My daughter's experience was slightly different, in that she tested into the "gifted" program. That meant she had a pullout class that she actually enjoyed (yes, it was -- gasp! -- group projects, but she found them interesting.) The problem with the pullout was that it was a maximum of about 1 1/2 hrs. per week, and the rest of the time she was getting really bored. Then the big disaster was 5th grade "accelerated" math, which was taught as follows -- memorize this algorithm, now memorize that algorithm, spit it all back out on a timed test. The pace was too fast for my daughter and the teacher was a bully who thought he could force my daughter to perform well. My daughter became severely anxious and depressed, which is why we left the public schools.

And that's my story. As I've said before, I appreciate this blog, and I think there are many completely valid criticisms here of "constructivist" math. I'm willing to believe that there are some useful aspects to a traditional approach. BUT I also think that progressive ed has useful insights, especially the insight that the child's interest matters, and that the child must be engaged as a human being.

Beth said...

I should add that the traditional ed I describe above all happened in public schools in nominally high-performing districts, the kind of districts families move to because of the "excellent" schools.

My kids are now at a private school that I would call sort-of progressive, and as some folks on this blog might predict, the math curriculum is actually pretty weak (Trailblazers). I've been supplementing older dd with Singapore math at home. So far this is an arrangement I'm willing to live with because my daughter isn't depressed, she mostly enjoys school, and some (not all) of the "progressive" stuff is actually engaging her interest in a way that never happened at the "traditional" public school.

RMD said...

Beth, you said: "progressive ed has useful insights, especially the insight that the child's interest matters, and that the child must be engaged as a human being"

I'm not sure I understand your point. It sounds like ability-based grouping would cover a lot of your issues. If we added in a well-structured curricula (ala Direct Instruction), I can't imagine you being bored.

DI (or at least highly-structured curricula) and ability-based grouping, from my understanding, are not characteristics of so-called progressive education.

Can you elaborate what constructivist practices would have alleviated your issues?

le radical galoisien said...

The MOE in Singapore is constantly innovating.

Sometimes they come up with horrible experiments, like project work as coursework in itself (not tied to a particular subject). Implemented sometime after 2000, it's being phased out this year.

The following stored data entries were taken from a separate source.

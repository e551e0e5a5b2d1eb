//! Integration tests for `SqliteStore` against in-memory and on-disk
//! databases.

use std::sync::Arc;

use medala_core::{
  clock::ManualClock,
  keys::UserId,
  record::{MetricSample, NutritionEntry, Reading},
  records::Records,
  store::EventStore,
};
use serde_json::json;

use crate::{Error, SqliteStore};

async fn store() -> SqliteStore {
  SqliteStore::open_in_memory()
    .await
    .expect("in-memory store")
}

fn keys(entries: &[medala_core::store::Entry]) -> Vec<&str> {
  let mut keys: Vec<&str> = entries.iter().map(|e| e.key.as_str()).collect();
  keys.sort_unstable();
  keys
}

// ─── Key/value contract ──────────────────────────────────────────────────────

#[tokio::test]
async fn set_and_get() {
  let s = store().await;
  let value = json!({ "calories": 400.0, "tags": ["a", "b"], "nested": { "x": null } });

  s.set("nutrition:user_1:1000", value.clone()).await.unwrap();
  assert_eq!(s.get("nutrition:user_1:1000").await.unwrap(), Some(value));
}

#[tokio::test]
async fn get_missing_returns_none() {
  let s = store().await;
  assert_eq!(s.get("profile:nobody").await.unwrap(), None);
}

#[tokio::test]
async fn set_overwrites_existing_key() {
  let s = store().await;
  s.set("profile:u", json!({ "v": 1 })).await.unwrap();
  s.set("profile:u", json!({ "v": 2 })).await.unwrap();

  assert_eq!(s.get("profile:u").await.unwrap(), Some(json!({ "v": 2 })));
  assert_eq!(s.len().await.unwrap(), 1);
}

#[tokio::test]
async fn delete_reports_whether_removed() {
  let s = store().await;
  s.set("note:u:1", json!({})).await.unwrap();

  assert!(s.delete("note:u:1").await.unwrap());
  assert!(!s.delete("note:u:1").await.unwrap());
  assert_eq!(s.get("note:u:1").await.unwrap(), None);
}

// ─── Prefix scans ────────────────────────────────────────────────────────────

#[tokio::test]
async fn prefix_scan_is_exact() {
  let s = store().await;
  for key in [
    "metric:u:1",
    "metric:u:20",
    "metric:u2:1",
    "metric:v:1",
    "metrics:u:1",
    "nutrition:u:1",
    "profile:u",
  ] {
    s.set(key, json!({ "k": key })).await.unwrap();
  }

  let hits = s.get_by_prefix("metric:u:").await.unwrap();
  assert_eq!(keys(&hits), vec!["metric:u:1", "metric:u:20"]);
  for e in &hits {
    assert_eq!(e.value, json!({ "k": e.key }));
  }
}

#[tokio::test]
async fn prefix_scan_does_not_treat_like_wildcards() {
  let s = store().await;
  s.set("metric:a_b:1", json!(1)).await.unwrap();
  s.set("metric:axb:1", json!(2)).await.unwrap();
  s.set("metric:a%:1", json!(3)).await.unwrap();
  s.set("metric:az:1", json!(4)).await.unwrap();

  let underscore = s.get_by_prefix("metric:a_b:").await.unwrap();
  assert_eq!(keys(&underscore), vec!["metric:a_b:1"]);

  let percent = s.get_by_prefix("metric:a%").await.unwrap();
  assert_eq!(keys(&percent), vec!["metric:a%:1"]);
}

#[tokio::test]
async fn empty_prefix_returns_everything() {
  let s = store().await;
  s.set("a", json!(1)).await.unwrap();
  s.set("z", json!(2)).await.unwrap();
  assert_eq!(s.get_by_prefix("").await.unwrap().len(), 2);
}

#[tokio::test]
async fn prefix_scan_handles_non_ascii() {
  let s = store().await;
  s.set("note:zoë:1", json!(1)).await.unwrap();
  s.set("note:zoë2:1", json!(2)).await.unwrap();
  s.set("note:zoé:1", json!(3)).await.unwrap();

  let hits = s.get_by_prefix("note:zoë:").await.unwrap();
  assert_eq!(keys(&hits), vec!["note:zoë:1"]);
}

// ─── Persistence ─────────────────────────────────────────────────────────────

#[tokio::test]
async fn values_survive_reopen() {
  let dir = tempfile::tempdir().unwrap();
  let path = dir.path().join("medala.db");

  {
    let s = SqliteStore::open(&path).await.unwrap();
    s.set("profile:u", json!({ "name": "U" })).await.unwrap();
  }

  let s = SqliteStore::open(&path).await.unwrap();
  assert_eq!(s.get("profile:u").await.unwrap(), Some(json!({ "name": "U" })));
}

#[tokio::test]
async fn newer_schema_version_is_rejected() {
  let dir = tempfile::tempdir().unwrap();
  let path = dir.path().join("future.db");
  {
    let conn = rusqlite::Connection::open(&path).unwrap();
    conn.execute_batch("PRAGMA user_version = 99;").unwrap();
  }

  let err = SqliteStore::open(&path).await.err().expect("open must fail");
  assert!(matches!(err, Error::SchemaVersion { found: 99, .. }), "{err}");
}

// ─── Through the repository ──────────────────────────────────────────────────

#[tokio::test]
async fn records_over_sqlite_sort_numerically() {
  let clock = Arc::new(ManualClock::at(9));
  let records = Records::with_clock(Arc::new(store().await), clock.clone());
  let user = UserId::new("user_1").unwrap();

  // 9 < 10 < 100 numerically but "10" < "100" < "9" as text.
  for ts in [9, 100, 10] {
    clock.set(ts);
    records
      .append(&user, MetricSample::new(vec![Reading::HeartRate { bpm: 60.0 + ts as f64 }]))
      .await
      .unwrap();
  }

  let got: Vec<i64> = records
    .scan::<MetricSample>(&user)
    .await
    .unwrap()
    .iter()
    .map(|s| s.timestamp)
    .collect();
  assert_eq!(got, vec![100, 10, 9]);
}

#[tokio::test]
async fn same_tick_appends_collide_in_sqlite() {
  let clock = Arc::new(ManualClock::at(1_000));
  let records = Records::with_clock(Arc::new(store().await), clock);
  let user = UserId::new("user_1").unwrap();

  for calories in [400.0, 600.0] {
    records
      .append(&user, NutritionEntry {
        calories,
        protein: 0.0,
        fat: 0.0,
        carbohydrates: 0.0,
        description: String::new(),
      })
      .await
      .unwrap();
  }

  let all = records.scan::<NutritionEntry>(&user).await.unwrap();
  assert_eq!(all.len(), 1);
  assert_eq!(all[0].record.calories, 600.0);
  assert_eq!(records.store().len().await.unwrap(), 1);
}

But sometimes they come up with useful teaching tools.

Beth said...

RMD, one "progressive" idea that would have been great for me, and has been very good for dd, is the idea that the child should have as much control as possible over the learning process. One of the things that worked for my daughter last year was a project called "create your own homework", where the kids were encouraged to find a subject they were interested in, and then write a paper on it. It was amazing to me what a difference it made to dd that she could choose her own subject.

The "accelerated" math that was such a disaster for dd, was completely traditional in approach. One way to teach math badly is to neglect motivation, in two senses. One is the academic sense -- why was this mathematical algorithm created? What is it good for? And the other is the human sense -- why should a child be interested in this? My daughter's "accelerated" class, which was ability grouped and highly structured, failed in both senses of motivation. A more "constructive" approach, even with some manipulatives, would have helped.

Traditional ed, done badly, can leave kids alienated from their own education. If education feels like something that is done to you, not a project you embark on for your own enlightenment, it can be very dull and discouraging.

Katharine Beals said...

"Traditional ed, done badly, can leave kids alienated from their own education. If education feels like something that is done to you, not a project you embark on for your own enlightenment, it can be very dull and discouraging."

Beth, I believe this is true of any approach--almost by definition. Progressive classrooms aren't immune: my daughter feels this way about the hands-on group learning and personal reflections/"be creative" assigments she gets at school

The real questions are these:

1. Is one approach more effective when done reasonably well than another?

2. Is one approach easier to do reasonably well by a larger number of teachers than another?

Barry Garelick said...

Beth,

Thank you for the information. Your statement that "traditional ed, done badly, can leave kids alienated from their own education" is quite true. I want to say that just as you find the characterization of "traditional-good, progressive-bad" to be inaccurate, I too find the characterizatioon of "traditional-bad, progressive-good" to be simiiarly inaccurate.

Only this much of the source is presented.